Human health water-quality criteria are numeric values that are intended to limit chemical or microbiological pollutants in ambient water. Each state develops water-quality criteria based upon criteria determined under Section 304(a) of the Clean Water Act of 1972. These criteria are based solely on data and scientific judgment relative to pollutant concentrations and environmental and human health effects. The values of the standards must be established to support the predominate use of the water body. Such uses include drinking water, body contact recreation, fishing, and aquatic life maintenance.

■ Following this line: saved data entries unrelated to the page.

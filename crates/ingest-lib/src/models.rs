//! Core data models shared across the pipeline

use chrono::{DateTime, NaiveDate, Utc};
use serde::{Deserialize, Serialize};
use tokio::time::Instant;

/// Outcome of one upstream attempt
#[derive(Debug, Clone, Serialize)]
pub struct CallRecord {
    pub timestamp: DateTime<Utc>,
    pub endpoint: String,
    pub succeeded: bool,
    pub latency_ms: u64,
    #[serde(skip_serializing_if = "Option::is_none")]
    pub status_code: Option<u16>,
    /// Monotonic time the record was taken, used for windowing
    #[serde(skip)]
    pub recorded_at: Instant,
}

impl CallRecord {
    pub fn success(endpoint: impl Into<String>, latency_ms: u64) -> Self {
        Self {
            timestamp: Utc::now(),
            endpoint: endpoint.into(),
            succeeded: true,
            latency_ms,
            status_code: None,
            recorded_at: Instant::now(),
        }
    }

    pub fn failure(endpoint: impl Into<String>, latency_ms: u64, status_code: Option<u16>) -> Self {
        Self {
            timestamp: Utc::now(),
            endpoint: endpoint.into(),
            succeeded: false,
            latency_ms,
            status_code,
            recorded_at: Instant::now(),
        }
    }
}

/// Aggregated call statistics over a trailing window
#[derive(Debug, Clone, Copy, Default, PartialEq, Serialize, Deserialize)]
pub struct UsageStats {
    pub count: usize,
    pub success_count: usize,
    pub failure_count: usize,
    pub avg_latency_ms: f64,
}

/// Point-in-time usage view served to the dashboard and CLI
#[derive(Debug, Clone, Default, PartialEq, Serialize, Deserialize)]
#[serde(rename_all = "camelCase")]
pub struct UsageSnapshot {
    pub current_minute_calls: u32,
    pub remaining_calls_this_minute: u32,
    pub calls_in_last_minute: usize,
    pub successful_calls: usize,
    pub failed_calls: usize,
    pub avg_response_time: f64,
}

/// Natural key of a persisted record: symbol alone, or symbol + date
#[derive(Debug, Clone, PartialEq, Eq, Hash, Serialize, Deserialize)]
pub struct NaturalKey {
    pub symbol: String,
    #[serde(skip_serializing_if = "Option::is_none")]
    pub date: Option<NaiveDate>,
}

impl NaturalKey {
    pub fn symbol(symbol: impl Into<String>) -> Self {
        Self {
            symbol: symbol.into(),
            date: None,
        }
    }

    pub fn dated(symbol: impl Into<String>, date: NaiveDate) -> Self {
        Self {
            symbol: symbol.into(),
            date: Some(date),
        }
    }
}

impl std::fmt::Display for NaturalKey {
    fn fmt(&self, f: &mut std::fmt::Formatter<'_>) -> std::fmt::Result {
        match self.date {
            Some(date) => write!(f, "{}@{}", self.symbol, date),
            None => write!(f, "{}", self.symbol),
        }
    }
}

/// An opaque upstream payload tagged with its dataset and natural key
#[derive(Debug, Clone, PartialEq, Serialize, Deserialize)]
pub struct DataRecord {
    pub dataset: String,
    pub key: NaturalKey,
    pub payload: serde_json::Value,
}

/// Per-item result of a batch run; failures carry a reason instead of an error
#[derive(Debug, Clone, PartialEq, Serialize)]
#[serde(tag = "status", rename_all = "snake_case")]
pub enum ItemOutcome<T> {
    Succeeded { key: String, value: T },
    Failed { key: String, reason: String },
}

impl<T> ItemOutcome<T> {
    pub fn succeeded(key: impl Into<String>, value: T) -> Self {
        ItemOutcome::Succeeded {
            key: key.into(),
            value,
        }
    }

    pub fn failed(key: impl Into<String>, reason: impl Into<String>) -> Self {
        ItemOutcome::Failed {
            key: key.into(),
            reason: reason.into(),
        }
    }

    pub fn key(&self) -> &str {
        match self {
            ItemOutcome::Succeeded { key, .. } | ItemOutcome::Failed { key, .. } => key,
        }
    }

    pub fn is_success(&self) -> bool {
        matches!(self, ItemOutcome::Succeeded { .. })
    }
}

The standards developed by a state can be more stringent than the criteria but not more lenient.

The water-quality standard for the Escherichia coli indicator bacteria (E. coli) is 235 cells or colony forming units (CFU) per 100 mL of a single water sample, or 126 cells or CFU per 100 mL as a geometric mean from at least four water samples.

The USEPA has determined that higher E.coli bacteria counts indicate that people who come into contact with the water may have a greater probability of illness. But it is important to remember that as E.coli counts go up, it is the chance that someone will get sick that goes up - there are many other things that determine if a person will become sick:

  • how long someone is in contact with the water
  • if water come into contact with a person's mouth or eyes
  • if the person has any skin abrasions that will allow water to enter the body
  • the age and health of the person
  • a compromised immune system (HIV infected, transplant patients)

When E. Coli counts exceed 235, there is a statistically greter risk that more than 8 people out of 1,000 people using the river will experience stomach illness.